▶ _EXERCISE BRIEF_: The word "health" occurs in some of the lines below; copy each of those lines.

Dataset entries
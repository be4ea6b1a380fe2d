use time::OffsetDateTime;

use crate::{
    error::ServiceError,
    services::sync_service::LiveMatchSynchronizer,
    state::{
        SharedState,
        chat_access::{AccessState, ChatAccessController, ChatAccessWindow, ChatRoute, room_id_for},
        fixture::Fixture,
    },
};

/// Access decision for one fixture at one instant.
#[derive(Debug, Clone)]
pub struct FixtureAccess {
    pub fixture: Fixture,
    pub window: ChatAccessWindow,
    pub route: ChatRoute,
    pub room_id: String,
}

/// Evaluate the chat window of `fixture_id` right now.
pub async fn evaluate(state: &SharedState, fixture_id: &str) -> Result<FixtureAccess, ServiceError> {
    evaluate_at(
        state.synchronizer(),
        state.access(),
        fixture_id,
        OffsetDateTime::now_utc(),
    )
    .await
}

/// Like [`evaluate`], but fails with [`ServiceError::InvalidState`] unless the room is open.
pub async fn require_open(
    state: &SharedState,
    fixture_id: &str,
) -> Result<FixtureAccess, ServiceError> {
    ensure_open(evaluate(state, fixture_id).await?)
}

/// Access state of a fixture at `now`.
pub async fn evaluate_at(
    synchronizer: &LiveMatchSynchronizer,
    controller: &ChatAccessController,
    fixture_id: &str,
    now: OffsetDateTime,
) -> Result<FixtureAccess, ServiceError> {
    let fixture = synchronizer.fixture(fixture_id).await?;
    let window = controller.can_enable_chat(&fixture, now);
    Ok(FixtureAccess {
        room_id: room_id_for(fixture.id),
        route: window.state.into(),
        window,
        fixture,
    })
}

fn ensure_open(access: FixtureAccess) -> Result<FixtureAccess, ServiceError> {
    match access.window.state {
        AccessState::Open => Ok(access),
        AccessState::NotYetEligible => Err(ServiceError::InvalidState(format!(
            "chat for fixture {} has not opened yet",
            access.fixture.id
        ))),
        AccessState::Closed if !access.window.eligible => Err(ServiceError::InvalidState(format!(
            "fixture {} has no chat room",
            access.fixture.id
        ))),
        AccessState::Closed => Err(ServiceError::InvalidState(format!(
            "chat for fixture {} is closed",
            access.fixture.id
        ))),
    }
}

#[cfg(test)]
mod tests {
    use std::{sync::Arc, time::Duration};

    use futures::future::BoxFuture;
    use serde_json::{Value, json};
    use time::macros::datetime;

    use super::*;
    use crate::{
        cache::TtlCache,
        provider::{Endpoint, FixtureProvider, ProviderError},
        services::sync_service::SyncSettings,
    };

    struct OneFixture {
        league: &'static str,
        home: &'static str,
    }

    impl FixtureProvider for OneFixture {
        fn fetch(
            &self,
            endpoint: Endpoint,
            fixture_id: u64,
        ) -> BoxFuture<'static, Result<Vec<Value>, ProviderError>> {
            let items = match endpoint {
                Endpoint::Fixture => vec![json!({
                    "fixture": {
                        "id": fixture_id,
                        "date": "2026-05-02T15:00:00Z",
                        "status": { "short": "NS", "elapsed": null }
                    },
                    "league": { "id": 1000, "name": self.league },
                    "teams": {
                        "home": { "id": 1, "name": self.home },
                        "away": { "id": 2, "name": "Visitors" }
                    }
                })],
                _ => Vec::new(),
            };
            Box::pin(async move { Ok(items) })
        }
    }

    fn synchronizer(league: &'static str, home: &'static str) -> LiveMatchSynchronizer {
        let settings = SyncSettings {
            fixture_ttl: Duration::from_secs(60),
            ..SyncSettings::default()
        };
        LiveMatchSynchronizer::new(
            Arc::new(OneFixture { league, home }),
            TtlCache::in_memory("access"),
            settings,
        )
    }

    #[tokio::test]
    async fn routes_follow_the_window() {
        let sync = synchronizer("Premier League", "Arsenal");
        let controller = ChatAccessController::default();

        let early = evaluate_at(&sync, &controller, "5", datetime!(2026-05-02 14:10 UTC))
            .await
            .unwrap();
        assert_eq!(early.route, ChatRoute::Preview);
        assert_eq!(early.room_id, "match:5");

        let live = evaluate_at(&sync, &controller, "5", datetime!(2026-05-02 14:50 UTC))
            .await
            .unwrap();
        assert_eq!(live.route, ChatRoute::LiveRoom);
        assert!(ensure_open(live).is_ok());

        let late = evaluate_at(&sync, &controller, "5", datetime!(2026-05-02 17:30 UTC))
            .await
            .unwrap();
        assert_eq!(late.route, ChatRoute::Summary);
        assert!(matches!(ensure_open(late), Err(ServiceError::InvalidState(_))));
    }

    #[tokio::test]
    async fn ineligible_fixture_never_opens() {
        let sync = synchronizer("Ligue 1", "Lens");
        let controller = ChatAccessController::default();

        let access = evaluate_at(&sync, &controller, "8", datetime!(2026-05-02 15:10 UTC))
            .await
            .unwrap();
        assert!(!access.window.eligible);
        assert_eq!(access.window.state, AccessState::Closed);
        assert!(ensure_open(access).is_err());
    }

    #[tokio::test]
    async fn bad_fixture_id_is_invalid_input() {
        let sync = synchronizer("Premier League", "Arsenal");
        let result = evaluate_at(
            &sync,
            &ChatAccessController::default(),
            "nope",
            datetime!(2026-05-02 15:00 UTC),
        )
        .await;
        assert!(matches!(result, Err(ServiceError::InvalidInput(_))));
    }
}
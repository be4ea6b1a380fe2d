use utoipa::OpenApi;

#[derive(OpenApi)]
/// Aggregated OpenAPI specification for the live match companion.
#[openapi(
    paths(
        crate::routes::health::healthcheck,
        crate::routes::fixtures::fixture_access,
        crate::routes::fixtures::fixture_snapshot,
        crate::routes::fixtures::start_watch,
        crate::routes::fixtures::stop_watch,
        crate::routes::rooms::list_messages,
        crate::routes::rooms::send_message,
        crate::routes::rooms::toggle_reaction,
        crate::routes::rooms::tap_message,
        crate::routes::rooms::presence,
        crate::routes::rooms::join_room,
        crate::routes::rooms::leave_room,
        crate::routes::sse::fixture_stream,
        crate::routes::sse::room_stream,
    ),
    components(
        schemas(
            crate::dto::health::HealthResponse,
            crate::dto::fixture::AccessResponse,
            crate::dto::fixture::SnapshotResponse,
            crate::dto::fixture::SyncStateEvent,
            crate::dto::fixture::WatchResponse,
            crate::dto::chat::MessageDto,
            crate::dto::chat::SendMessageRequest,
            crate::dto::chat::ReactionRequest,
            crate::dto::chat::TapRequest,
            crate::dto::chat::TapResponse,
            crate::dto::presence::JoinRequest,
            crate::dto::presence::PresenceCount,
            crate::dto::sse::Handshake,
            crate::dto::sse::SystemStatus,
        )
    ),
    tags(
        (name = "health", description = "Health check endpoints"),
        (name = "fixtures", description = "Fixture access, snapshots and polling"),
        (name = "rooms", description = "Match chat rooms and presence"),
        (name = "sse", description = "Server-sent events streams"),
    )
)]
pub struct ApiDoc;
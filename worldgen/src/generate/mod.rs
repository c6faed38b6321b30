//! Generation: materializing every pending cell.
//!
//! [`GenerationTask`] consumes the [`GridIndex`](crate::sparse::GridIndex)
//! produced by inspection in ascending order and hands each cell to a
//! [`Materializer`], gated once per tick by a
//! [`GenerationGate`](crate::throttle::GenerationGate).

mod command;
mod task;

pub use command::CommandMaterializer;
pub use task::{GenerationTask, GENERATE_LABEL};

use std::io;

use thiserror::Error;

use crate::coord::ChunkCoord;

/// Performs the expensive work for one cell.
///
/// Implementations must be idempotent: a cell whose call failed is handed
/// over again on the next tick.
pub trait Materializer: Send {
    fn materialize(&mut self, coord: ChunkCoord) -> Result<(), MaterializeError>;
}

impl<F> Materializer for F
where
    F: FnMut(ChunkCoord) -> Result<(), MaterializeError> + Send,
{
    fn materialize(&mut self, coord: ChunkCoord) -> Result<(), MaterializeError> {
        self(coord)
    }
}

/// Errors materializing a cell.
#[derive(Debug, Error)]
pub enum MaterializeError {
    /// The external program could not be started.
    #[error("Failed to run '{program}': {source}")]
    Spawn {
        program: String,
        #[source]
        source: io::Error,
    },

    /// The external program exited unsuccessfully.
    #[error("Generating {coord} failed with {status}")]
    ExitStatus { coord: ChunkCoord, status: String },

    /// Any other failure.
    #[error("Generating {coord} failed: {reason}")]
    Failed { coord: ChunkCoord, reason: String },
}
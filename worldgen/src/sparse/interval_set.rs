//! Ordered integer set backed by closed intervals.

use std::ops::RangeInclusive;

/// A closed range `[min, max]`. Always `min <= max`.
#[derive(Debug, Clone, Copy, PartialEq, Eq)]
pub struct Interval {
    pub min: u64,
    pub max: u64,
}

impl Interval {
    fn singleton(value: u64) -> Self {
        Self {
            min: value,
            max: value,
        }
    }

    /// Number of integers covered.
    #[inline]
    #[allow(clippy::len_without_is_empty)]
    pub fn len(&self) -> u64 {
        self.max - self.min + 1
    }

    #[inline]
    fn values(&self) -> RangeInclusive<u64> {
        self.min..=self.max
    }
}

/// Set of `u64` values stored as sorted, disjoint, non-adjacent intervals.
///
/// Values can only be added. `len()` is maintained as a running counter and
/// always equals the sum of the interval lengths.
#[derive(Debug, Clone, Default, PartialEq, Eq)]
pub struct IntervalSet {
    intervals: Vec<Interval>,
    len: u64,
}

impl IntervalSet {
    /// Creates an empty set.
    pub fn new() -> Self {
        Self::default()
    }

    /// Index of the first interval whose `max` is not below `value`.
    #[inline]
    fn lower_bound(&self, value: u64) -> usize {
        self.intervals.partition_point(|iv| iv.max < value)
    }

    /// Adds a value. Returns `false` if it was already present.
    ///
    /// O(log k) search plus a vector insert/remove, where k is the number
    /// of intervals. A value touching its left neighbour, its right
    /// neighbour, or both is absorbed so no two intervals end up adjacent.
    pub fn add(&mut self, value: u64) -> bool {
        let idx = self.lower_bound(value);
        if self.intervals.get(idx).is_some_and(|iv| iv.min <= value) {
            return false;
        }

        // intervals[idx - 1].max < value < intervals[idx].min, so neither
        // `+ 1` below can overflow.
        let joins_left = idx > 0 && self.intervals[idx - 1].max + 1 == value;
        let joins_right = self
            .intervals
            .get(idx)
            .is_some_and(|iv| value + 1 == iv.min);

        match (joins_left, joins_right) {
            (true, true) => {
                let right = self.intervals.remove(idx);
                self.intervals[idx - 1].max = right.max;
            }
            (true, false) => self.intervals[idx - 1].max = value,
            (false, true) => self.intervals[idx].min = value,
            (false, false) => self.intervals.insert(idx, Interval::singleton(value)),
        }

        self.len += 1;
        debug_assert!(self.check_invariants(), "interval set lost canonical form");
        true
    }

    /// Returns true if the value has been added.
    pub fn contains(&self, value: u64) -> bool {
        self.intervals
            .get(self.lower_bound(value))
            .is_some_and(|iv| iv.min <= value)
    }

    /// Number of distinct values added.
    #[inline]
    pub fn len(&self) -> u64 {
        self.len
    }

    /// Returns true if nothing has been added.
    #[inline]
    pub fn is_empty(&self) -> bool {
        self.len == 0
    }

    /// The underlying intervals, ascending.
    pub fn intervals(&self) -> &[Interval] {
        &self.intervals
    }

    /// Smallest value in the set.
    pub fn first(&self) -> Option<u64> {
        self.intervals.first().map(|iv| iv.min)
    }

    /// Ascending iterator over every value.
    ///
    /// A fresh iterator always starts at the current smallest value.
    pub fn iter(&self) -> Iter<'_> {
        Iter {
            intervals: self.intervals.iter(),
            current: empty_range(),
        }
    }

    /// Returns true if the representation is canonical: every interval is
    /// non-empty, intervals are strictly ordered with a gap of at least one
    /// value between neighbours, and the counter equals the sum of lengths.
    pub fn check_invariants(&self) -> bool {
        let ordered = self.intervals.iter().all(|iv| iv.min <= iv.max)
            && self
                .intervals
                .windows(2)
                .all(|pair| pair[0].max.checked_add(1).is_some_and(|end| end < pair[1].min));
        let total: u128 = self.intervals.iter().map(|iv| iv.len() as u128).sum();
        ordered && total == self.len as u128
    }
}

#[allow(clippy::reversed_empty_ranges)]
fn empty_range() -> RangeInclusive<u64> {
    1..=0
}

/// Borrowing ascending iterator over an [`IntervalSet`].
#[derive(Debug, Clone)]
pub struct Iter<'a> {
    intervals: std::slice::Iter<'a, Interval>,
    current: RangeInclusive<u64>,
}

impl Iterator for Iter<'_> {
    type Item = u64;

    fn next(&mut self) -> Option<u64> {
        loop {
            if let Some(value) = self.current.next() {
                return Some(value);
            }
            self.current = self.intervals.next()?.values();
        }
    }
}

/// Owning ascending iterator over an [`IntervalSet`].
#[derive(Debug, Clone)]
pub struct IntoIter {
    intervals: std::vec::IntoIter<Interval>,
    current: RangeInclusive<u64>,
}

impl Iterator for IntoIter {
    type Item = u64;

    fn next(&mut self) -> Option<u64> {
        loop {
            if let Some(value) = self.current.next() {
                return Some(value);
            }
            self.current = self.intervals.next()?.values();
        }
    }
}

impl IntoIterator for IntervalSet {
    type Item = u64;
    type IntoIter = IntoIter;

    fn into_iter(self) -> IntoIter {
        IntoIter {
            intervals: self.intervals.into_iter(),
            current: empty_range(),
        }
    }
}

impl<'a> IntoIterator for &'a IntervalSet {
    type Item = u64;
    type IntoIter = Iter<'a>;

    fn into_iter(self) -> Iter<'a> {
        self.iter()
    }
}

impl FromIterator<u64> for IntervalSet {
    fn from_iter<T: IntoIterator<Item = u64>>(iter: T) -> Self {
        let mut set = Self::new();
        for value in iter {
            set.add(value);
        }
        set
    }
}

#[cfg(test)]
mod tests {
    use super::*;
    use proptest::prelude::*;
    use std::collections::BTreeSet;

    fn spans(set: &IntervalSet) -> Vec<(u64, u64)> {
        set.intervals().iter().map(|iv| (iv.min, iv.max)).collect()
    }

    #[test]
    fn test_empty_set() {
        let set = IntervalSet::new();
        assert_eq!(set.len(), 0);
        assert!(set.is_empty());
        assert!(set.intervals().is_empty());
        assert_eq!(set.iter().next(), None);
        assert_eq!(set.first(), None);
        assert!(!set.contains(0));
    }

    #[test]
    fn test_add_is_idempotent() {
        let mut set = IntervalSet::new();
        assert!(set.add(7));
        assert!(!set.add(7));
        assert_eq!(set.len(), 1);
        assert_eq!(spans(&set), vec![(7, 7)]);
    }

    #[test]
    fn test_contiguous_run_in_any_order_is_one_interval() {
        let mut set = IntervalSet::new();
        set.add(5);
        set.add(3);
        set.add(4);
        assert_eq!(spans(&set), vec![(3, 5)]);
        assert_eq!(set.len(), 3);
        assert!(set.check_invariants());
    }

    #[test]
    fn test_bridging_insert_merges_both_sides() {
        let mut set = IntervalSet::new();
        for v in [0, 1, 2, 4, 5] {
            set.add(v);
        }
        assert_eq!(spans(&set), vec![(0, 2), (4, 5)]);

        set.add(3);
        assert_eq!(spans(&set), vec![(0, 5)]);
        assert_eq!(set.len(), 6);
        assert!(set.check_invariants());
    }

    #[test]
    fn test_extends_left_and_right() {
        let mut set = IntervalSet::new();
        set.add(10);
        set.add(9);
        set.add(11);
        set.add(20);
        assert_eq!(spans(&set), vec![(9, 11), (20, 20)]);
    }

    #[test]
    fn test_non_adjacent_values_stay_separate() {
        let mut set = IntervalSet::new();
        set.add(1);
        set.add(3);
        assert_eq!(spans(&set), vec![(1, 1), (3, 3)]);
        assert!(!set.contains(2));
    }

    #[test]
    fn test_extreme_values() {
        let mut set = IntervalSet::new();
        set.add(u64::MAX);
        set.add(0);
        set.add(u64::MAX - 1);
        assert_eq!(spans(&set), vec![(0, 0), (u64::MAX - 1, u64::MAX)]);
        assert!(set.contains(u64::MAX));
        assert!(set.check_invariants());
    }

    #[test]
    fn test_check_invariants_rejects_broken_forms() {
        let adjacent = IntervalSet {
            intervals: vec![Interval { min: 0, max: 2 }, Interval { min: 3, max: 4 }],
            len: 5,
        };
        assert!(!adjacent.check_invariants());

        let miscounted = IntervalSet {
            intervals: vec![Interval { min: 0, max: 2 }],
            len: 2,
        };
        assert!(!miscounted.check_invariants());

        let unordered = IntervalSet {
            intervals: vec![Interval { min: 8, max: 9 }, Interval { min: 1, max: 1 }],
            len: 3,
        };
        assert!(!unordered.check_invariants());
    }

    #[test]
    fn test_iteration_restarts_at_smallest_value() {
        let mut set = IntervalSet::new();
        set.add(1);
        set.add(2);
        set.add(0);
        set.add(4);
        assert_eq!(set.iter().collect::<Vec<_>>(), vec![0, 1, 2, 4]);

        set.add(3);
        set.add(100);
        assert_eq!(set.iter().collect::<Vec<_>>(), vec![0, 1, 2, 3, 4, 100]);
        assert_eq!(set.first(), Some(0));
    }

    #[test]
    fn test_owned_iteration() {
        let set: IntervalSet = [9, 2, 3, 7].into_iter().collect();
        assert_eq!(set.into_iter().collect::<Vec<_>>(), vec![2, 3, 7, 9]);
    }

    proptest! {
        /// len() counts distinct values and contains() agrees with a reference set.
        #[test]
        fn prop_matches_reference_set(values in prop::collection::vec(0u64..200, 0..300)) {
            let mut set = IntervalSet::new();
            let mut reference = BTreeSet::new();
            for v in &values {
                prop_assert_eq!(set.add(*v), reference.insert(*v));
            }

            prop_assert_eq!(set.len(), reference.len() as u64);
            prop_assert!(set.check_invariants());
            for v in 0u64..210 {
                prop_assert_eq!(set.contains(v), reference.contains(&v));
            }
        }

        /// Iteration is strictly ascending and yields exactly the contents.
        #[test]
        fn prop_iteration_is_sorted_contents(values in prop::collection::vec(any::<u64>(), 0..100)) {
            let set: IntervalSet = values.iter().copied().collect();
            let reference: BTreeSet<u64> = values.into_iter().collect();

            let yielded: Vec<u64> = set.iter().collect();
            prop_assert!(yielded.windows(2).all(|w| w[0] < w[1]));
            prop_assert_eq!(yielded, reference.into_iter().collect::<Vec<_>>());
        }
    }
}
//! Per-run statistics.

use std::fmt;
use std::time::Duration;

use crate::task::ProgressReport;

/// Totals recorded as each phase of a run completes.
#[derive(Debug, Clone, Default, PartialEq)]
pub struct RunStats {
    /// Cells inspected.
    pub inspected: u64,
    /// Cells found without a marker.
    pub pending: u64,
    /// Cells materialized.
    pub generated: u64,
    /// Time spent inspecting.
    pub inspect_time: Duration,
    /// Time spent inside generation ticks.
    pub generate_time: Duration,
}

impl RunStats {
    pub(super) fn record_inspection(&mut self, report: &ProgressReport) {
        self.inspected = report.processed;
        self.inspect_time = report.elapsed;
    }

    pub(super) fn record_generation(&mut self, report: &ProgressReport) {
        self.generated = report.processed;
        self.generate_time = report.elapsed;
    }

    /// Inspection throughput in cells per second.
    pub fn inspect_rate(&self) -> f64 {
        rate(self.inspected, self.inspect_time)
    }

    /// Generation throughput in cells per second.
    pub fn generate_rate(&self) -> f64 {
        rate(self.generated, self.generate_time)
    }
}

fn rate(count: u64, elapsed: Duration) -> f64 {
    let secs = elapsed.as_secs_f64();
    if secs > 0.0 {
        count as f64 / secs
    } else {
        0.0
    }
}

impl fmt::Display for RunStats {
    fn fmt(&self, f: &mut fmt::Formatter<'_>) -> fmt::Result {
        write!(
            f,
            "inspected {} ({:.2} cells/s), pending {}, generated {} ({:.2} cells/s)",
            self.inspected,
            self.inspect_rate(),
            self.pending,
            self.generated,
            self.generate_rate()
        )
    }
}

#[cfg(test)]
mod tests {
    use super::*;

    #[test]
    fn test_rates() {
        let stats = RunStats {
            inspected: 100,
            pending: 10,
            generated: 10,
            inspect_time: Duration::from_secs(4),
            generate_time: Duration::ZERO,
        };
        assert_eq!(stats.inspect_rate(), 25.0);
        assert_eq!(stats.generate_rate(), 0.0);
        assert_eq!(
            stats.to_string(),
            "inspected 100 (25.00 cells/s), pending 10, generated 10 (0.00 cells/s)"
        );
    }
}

▶ _WRITTEN RESPONSE_:
        crate::routes::health::healthcheck,
            crate::dto::health::HealthResponse,
        (name = "health", description = "Health check endpoints"),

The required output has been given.